Doctors, Hospitals Rethinking Electronic Medical Records Mandated by 2009 Law

By Pollock, Richard | Examiner (Washington, D.C.), The, October 10, 2014 | Go to article overview

Doctors, Hospitals Rethinking Electronic Medical Records Mandated by 2009 Law


Pollock, Richard, Examiner (Washington, D.C.), The


A revolt is brewing among doctors and hospital administrators over electronic medical records systems mandated by one of President Obama's early health care reforms.

The American Medical Association called for a "design overhaul" of the entire electronic health records system in September because, said AMA president-elect Steven Stack, electronic records "fail to support efficient and effective clinical work."

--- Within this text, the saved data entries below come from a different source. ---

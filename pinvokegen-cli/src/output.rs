use comfy_table::{presets, ContentArrangement, Table};
use serde::Serialize;

use crate::app::GlobalOptions;

/// Print `data` as pretty JSON with `--json`, otherwise hand it to `display_fn`.
pub fn print_output<T: Serialize>(
    data: &T,
    opts: &GlobalOptions,
    display_fn: impl FnOnce(&T),
) -> anyhow::Result<()> {
    if opts.json {
        println!("{}", serde_json::to_string_pretty(data)?);
    } else {
        display_fn(data);
    }
    Ok(())
}

/// Borderless, whitespace-aligned table on top of `comfy-table`.
pub struct TabWriter {
    table: Table,
    indent: String,
}

impl TabWriter {
    /// A left-aligned table with one header per column.
    pub fn new(columns: &[&str]) -> Self {
        let mut table = Table::new();
        table
            .load_preset(presets::NOTHING)
            .set_content_arrangement(ContentArrangement::Dynamic)
            .set_header(columns.iter().copied());

        // two-space gap between columns, none at the edges
        let last = columns.len().saturating_sub(1);
        for i in 0..columns.len() {
            if let Some(col) = table.column_mut(i) {
                col.set_padding((u16::from(i != 0), u16::from(i != last)));
            }
        }

        Self {
            table,
            indent: String::new(),
        }
    }

    /// Prefix every printed line with `prefix`.
    pub fn indent(mut self, prefix: &str) -> Self {
        self.indent = prefix.to_string();
        self
    }

    /// Add a row, values in column order.
    pub fn row(&mut self, values: Vec<String>) {
        self.table.add_row(values);
    }

    /// Print the table to stdout.
    pub fn print(&self) {
        for line in self.table.to_string().lines() {
            println!("{}{}", self.indent, line.trim_end());
        }
    }
}
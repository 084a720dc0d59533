//! The tables stream header (`#~` or `#-`, ECMA-335 II.24.2.6).
//!
//! The header lists which tables are present and their row counts. All tables follow it back to
//! back in [`TableId`] order; their offsets are derived from the row sizes in [`TableInfo`].

use std::sync::Arc;
use strum::{EnumCount, IntoEnumIterator};

use crate::{
    file::io::read_le,
    metadata::tables::{MetadataTable, RowReadable, TableId, TableInfo, TableInfoRef},
    Error::OutOfBounds,
    Result,
};

/// `HeapSizes` bit announcing 4 extra bytes after the row counts
const EXTRA_DATA_FLAG: u8 = 0x40;

/// Parsed header of the tables stream with the location of every table.
pub struct TablesHeader<'a> {
    /// Major version of the table schema
    pub major_version: u8,
    /// Minor version of the table schema
    pub minor_version: u8,
    /// Bit vector of present tables
    pub valid: u64,
    /// Bit vector of sorted tables
    pub sorted: u64,
    /// Row counts and index widths
    pub info: TableInfoRef,
    data: &'a [u8],
    tables: Vec<Option<(usize, u32)>>,
}

impl<'a> TablesHeader<'a> {
    /// Parse the header and locate all tables within `data`.
    ///
    /// # Errors
    /// Returns an error if no table is present or the tables do not fit into the stream.
    pub fn from(data: &'a [u8]) -> Result<TablesHeader<'a>> {
        if data.len() < 24 {
            return Err(OutOfBounds);
        }

        let heap_sizes = read_le::<u8>(&data[6..])?;
        let valid = read_le::<u64>(&data[8..])?;
        if valid == 0 {
            return Err(malformed_error!("No valid rows in any of the tables"));
        }

        let (info, mut offset) = TableInfo::new(data, valid, heap_sizes)?;
        if heap_sizes & EXTRA_DATA_FLAG != 0 {
            offset += 4;
        }

        let mut tables = vec![None; TableId::COUNT];
        for table_id in TableId::iter() {
            let rows = info.get(table_id).rows;
            if rows == 0 {
                continue;
            }

            let size = u64::from(rows) * u64::from(info.row_size(table_id));
            let Some(end) = (offset as u64).checked_add(size) else {
                return Err(OutOfBounds);
            };
            if end > data.len() as u64 {
                return Err(OutOfBounds);
            }

            tables[table_id as usize] = Some((offset, rows));
            offset = end as usize;
        }

        Ok(TablesHeader {
            major_version: read_le::<u8>(&data[4..])?,
            minor_version: read_le::<u8>(&data[5..])?,
            valid,
            sorted: read_le::<u64>(&data[16..])?,
            info: Arc::new(info),
            data,
            tables,
        })
    }

    /// Number of tables present in the stream
    #[must_use]
    pub fn table_count(&self) -> u32 {
        self.valid.count_ones()
    }

    /// Row count of `table_id`, `0` if the table is absent
    #[must_use]
    pub fn rows(&self, table_id: TableId) -> u32 {
        self.info.get(table_id).rows
    }

    /// Typed access to the table holding rows of type `T`
    #[must_use]
    pub fn table<T: RowReadable>(&self) -> Option<MetadataTable<'a, T>> {
        let (offset, rows) = self.tables.get(T::TABLE_ID as usize).copied().flatten()?;
        MetadataTable::new(&self.data[offset..], rows, self.info.clone()).ok()
    }
}
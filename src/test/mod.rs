//! Shared test support: in-memory construction of minimal .NET images.

mod builder;

pub use builder::ImageBuilder;
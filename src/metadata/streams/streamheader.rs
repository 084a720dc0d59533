//! Stream directory entries of the metadata root (ECMA-335 II.24.2.2).

use crate::{file::io::read_le_at, Error::OutOfBounds, Result};

/// Longest stream name allowed, including the terminator
const MAX_NAME_LEN: usize = 32;

/// Location and name of one metadata stream.
#[derive(Debug, Clone, PartialEq, Eq)]
pub struct StreamHeader {
    /// Offset of the stream, relative to the metadata root
    pub offset: u32,
    /// Size of the stream in bytes
    pub size: u32,
    /// Stream name, e.g. `#~` or `#Strings`
    pub name: String,
}

impl StreamHeader {
    /// Parse a stream header from the start of `data`.
    ///
    /// # Errors
    /// Returns an error if the header is truncated or its name is not terminated within 32 bytes.
    pub fn from(data: &[u8]) -> Result<StreamHeader> {
        if data.len() < 9 {
            return Err(OutOfBounds);
        }

        let mut offset = 0;
        let stream_offset = read_le_at::<u32>(data, &mut offset)?;
        let size = read_le_at::<u32>(data, &mut offset)?;

        let name_area = &data[8..data.len().min(8 + MAX_NAME_LEN)];
        let Some(name_len) = name_area.iter().position(|&b| b == 0) else {
            return Err(malformed_error!("Stream header name is not terminated"));
        };
        if name_len == 0 {
            return Err(malformed_error!("Stream header has an empty name"));
        }

        let name = String::from_utf8_lossy(&name_area[..name_len]).into_owned();

        Ok(StreamHeader {
            offset: stream_offset,
            size,
            name,
        })
    }

    /// Bytes this header occupies in the directory (name padded to 4 bytes)
    #[must_use]
    pub fn encoded_len(&self) -> usize {
        8 + ((self.name.len() + 1 + 3) & !3)
    }
}

#[cfg(test)]
mod tests {
    use super::*;

    #[test]
    fn crafted() {
        #[rustfmt::skip]
        let header_bytes = [
            0x6C, 0x00, 0x00, 0x00,
            0xA4, 0x45, 0x00, 0x00,
            0x23, 0x7E, 0x00, 0x00,
        ];

        let parsed = StreamHeader::from(&header_bytes).unwrap();

        assert_eq!(parsed.offset, 0x6C);
        assert_eq!(parsed.size, 0x45A4);
        assert_eq!(parsed.name, "#~");
        assert_eq!(parsed.encoded_len(), 12);
    }

    #[test]
    fn strings_name_padding() {
        let mut header_bytes = vec![0, 0, 0, 0, 0x10, 0, 0, 0];
        header_bytes.extend_from_slice(b"#Strings\0\0\0\0");

        let parsed = StreamHeader::from(&header_bytes).unwrap();
        assert_eq!(parsed.name, "#Strings");
        assert_eq!(parsed.encoded_len(), 20);
    }

    #[test]
    fn unterminated_name() {
        let mut header_bytes = vec![0_u8; 8];
        header_bytes.extend_from_slice(&[b'A'; 40]);

        assert!(StreamHeader::from(&header_bytes).is_err());
        assert!(matches!(StreamHeader::from(&[0_u8; 4]), Err(OutOfBounds)));
    }
}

That has "resulted in physicians feeling increasingly demoralized by technology that interferes with their ability to provide first- rate medical care to their patients," Stack said.

Congress approved the Health Information Technology for Economic and Clinical Health Act in 2009, which mandated the health care industry to undertake a massive digitization of patient medical records.

More than 75 percent of all physicians now use some type of electronic records system, up from 18 percent in 2001, according to the Office of the National Coordinator for Health Information Technology at the U.S. Department of Health and Human Services.

In a report sent to Congress Thursday, the office also said hospital adoption of at least a basic electronic records system has increased from 12 percent in 2009 to 59 percent this year.

The concept of digitizing patient records where they can be accessed in real-time by multiple health care providers is popular, but a lengthening list of problems with its implementation is prompting increasingly vocal complaints.

The complaints focus on poorer quality care for patients and fewer medical reports while immense new financial burdens are imposed on medical providers. In addition, the new digitized system leaves millions of people vulnerable to hacker attacks.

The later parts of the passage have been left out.